The National Association of Realtors today reported that existing-home sales increased in February. While the results ran counter to January's losses, the NAR said that the still "relatively soft" sales activity was due to layoffs nationwide and potential buyers waiting for advantageous stimulus package provisions to kick in.
February existing-home sales rose 5.1 percent to a seasonally adjusted annual rate of 4.72 million units, versus 4.49 million units in January -- a month-over-month improvement, but still lagging the 4.95 million units sold in the similar period one year prior. The measure includes single-family homes, townhomes, condominiums and co-ops.
The NAR's chief economist, Lawrence Yun, indicated that first-time buyers were responsible for half of the home sales in February. "Because entry level buyers are shopping for bargains," he said, "distressed sales accounted for 40 to 45 percent of transactions in February."

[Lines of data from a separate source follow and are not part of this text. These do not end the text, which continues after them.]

//! Voucher request log viewer.
//!
//! Holds the request list handed down by the data layer and derives a filtered,
//! paginated table from it. The source list is never modified; every read
//! recomputes the view from the full list.

use chrono::{DateTime, NaiveDate};
use serde::Serialize;

use crate::domain::VoucherRequest;

pub const PAGE_SIZE: usize = 5;

pub const TITLE: &str = "Voucher Requests Logs";
pub const SEARCH_PLACEHOLDER: &str = "Search by user name, task description, or request ID...";
pub const COLUMNS: [&str; 7] = [
    "Request ID",
    "User Name",
    "Task Description",
    "Voucher Amount",
    "Request Date",
    "Response Date",
    "Status",
];

/// Returns true when `request` passes both the status and the text filter.
pub fn matches(request: &VoucherRequest, search: &str, status: Option<&str>) -> bool {
    let matches_status = match status {
        Some(s) => request.has_status(s),
        None => true,
    };

    let needle = search.to_lowercase();
    let matches_search = needle.is_empty()
        || request.user_name.to_lowercase().contains(&needle)
        || request.task_description.to_lowercase().contains(&needle);

    matches_status && matches_search
}

pub fn total_pages(match_count: usize) -> usize {
    match_count.div_ceil(PAGE_SIZE).max(1)
}

#[derive(Debug, Clone, PartialEq, Eq, Serialize)]
#[serde(rename_all = "camelCase")]
pub struct LogRow {
    pub request_id: String,
    pub user_name: String,
    pub task_description: String,
    pub voucher_amount: String,
    pub request_date: String,
    pub response_date: String,
    pub status: String,
}

impl LogRow {
    fn from_request(request: &VoucherRequest) -> Self {
        LogRow {
            request_id: request.request_id.clone(),
            user_name: request.user_name.clone(),
            task_description: request.task_description.clone(),
            voucher_amount: format!("{} 💳", request.voucher_amount),
            request_date: format_date(&request.request_date),
            response_date: match &request.response_date {
                Some(d) => format_date(d),
                None => String::from("Pending"),
            },
            status: request.status.clone(),
        }
    }
}

/// Renders a backend timestamp as a calendar date, falling back to the raw text.
fn format_date(raw: &str) -> String {
    if let Ok(dt) = DateTime::parse_from_rfc3339(raw) {
        return dt.format("%Y-%m-%d").to_string();
    }

    match NaiveDate::parse_from_str(raw, "%Y-%m-%d") {
        Ok(d) => d.format("%Y-%m-%d").to_string(),
        Err(_) => raw.to_string(),
    }
}

#[derive(Debug, Clone, PartialEq, Eq, Serialize)]
#[serde(rename_all = "camelCase")]
pub struct LogPage {
    pub title: String,
    pub search_placeholder: String,
    pub search: String,
    pub selected_status: Option<String>,
    pub status_options: Vec<String>,
    pub columns: Vec<String>,
    pub rows: Vec<LogRow>,
    pub match_count: usize,
    pub current_page: usize,
    pub total_pages: usize,
    pub page_label: String,
    pub prev_disabled: bool,
    pub next_disabled: bool,
}

#[derive(Debug, Clone)]
pub struct RequestLogView {
    requests: Vec<VoucherRequest>,
    search: String,
    current_page: usize,
    selected_status: Option<String>,
}

impl RequestLogView {
    pub fn new(requests: Vec<VoucherRequest>) -> Self {
        RequestLogView {
            requests: requests,
            search: String::new(),
            current_page: 1,
            selected_status: None,
        }
    }

    /// Swaps in a freshly fetched list. Filter and page state are kept.
    pub fn replace_requests(&mut self, requests: Vec<VoucherRequest>) {
        self.requests = requests;
    }

    pub fn requests(&self) -> &[VoucherRequest] {
        &self.requests
    }

    pub fn search(&self) -> &str {
        &self.search
    }

    pub fn selected_status(&self) -> Option<&str> {
        self.selected_status.as_deref()
    }

    /// The stored page index. May exceed `total_pages()` after a search change.
    pub fn stored_page(&self) -> usize {
        self.current_page
    }

    pub fn set_search(&mut self, search: impl Into<String>) {
        self.search = search.into();
    }

    pub fn set_status(&mut self, status: Option<String>) {
        self.selected_status = status.filter(|s| !s.is_empty());
        self.current_page = 1;
    }

    pub fn filtered(&self) -> Vec<&VoucherRequest> {
        self.requests
            .iter()
            .filter(|r| matches(r, &self.search, self.selected_status.as_deref()))
            .collect()
    }

    pub fn total_pages(&self) -> usize {
        total_pages(self.filtered().len())
    }

    /// The page actually shown: the stored page clamped into `[1, total_pages]`.
    pub fn current_page(&self) -> usize {
        self.current_page.clamp(1, self.total_pages())
    }

    pub fn prev_disabled(&self) -> bool {
        self.current_page() == 1
    }

    pub fn next_disabled(&self) -> bool {
        self.current_page() == self.total_pages()
    }

    pub fn prev(&mut self) {
        if !self.prev_disabled() {
            self.current_page = self.current_page() - 1;
        }
    }

    pub fn next(&mut self) {
        if !self.next_disabled() {
            self.current_page = self.current_page() + 1;
        }
    }

    /// Jumps to `page`, clamped into the valid range.
    pub fn go_to(&mut self, page: usize) {
        self.current_page = page.clamp(1, self.total_pages());
    }

    pub fn page_rows(&self) -> Vec<&VoucherRequest> {
        let start = (self.current_page() - 1) * PAGE_SIZE;
        self.filtered().into_iter().skip(start).take(PAGE_SIZE).collect()
    }

    /// Distinct statuses found in the source list, first-seen order.
    pub fn status_options(&self) -> Vec<String> {
        let mut options: Vec<String> = Vec::new();
        for request in self.requests.iter() {
            if !options.iter().any(|o| request.has_status(o)) {
                options.push(request.status.clone());
            }
        }
        options
    }

    pub fn render(&self) -> LogPage {
        let match_count = self.filtered().len();
        let current_page = self.current_page();
        let total_pages = total_pages(match_count);

        LogPage {
            title: TITLE.to_string(),
            search_placeholder: SEARCH_PLACEHOLDER.to_string(),
            search: self.search.clone(),
            selected_status: self.selected_status.clone(),
            status_options: self.status_options(),
            columns: COLUMNS.iter().map(|c| c.to_string()).collect(),
            rows: self.page_rows().into_iter().map(LogRow::from_request).collect(),
            match_count: match_count,
            current_page: current_page,
            total_pages: total_pages,
            page_label: format!("Page {} of {}", current_page, total_pages),
            prev_disabled: current_page == 1,
            next_disabled: current_page == total_pages,
        }
    }
}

Yun also pointed to promising news in the West, where recovery is much stronger than the group expected.
"Strong sales gains in the West are led by California," he said, "where the median listing price is beginning to rise for the first time in three years." Specifically, existing-home sales in that region were up by 2.6 percent and remain 30.4 percent higher than a year ago.
Single-family home sales were up by 4.4 percent; condominium and co-op sales increased 11.4 percent.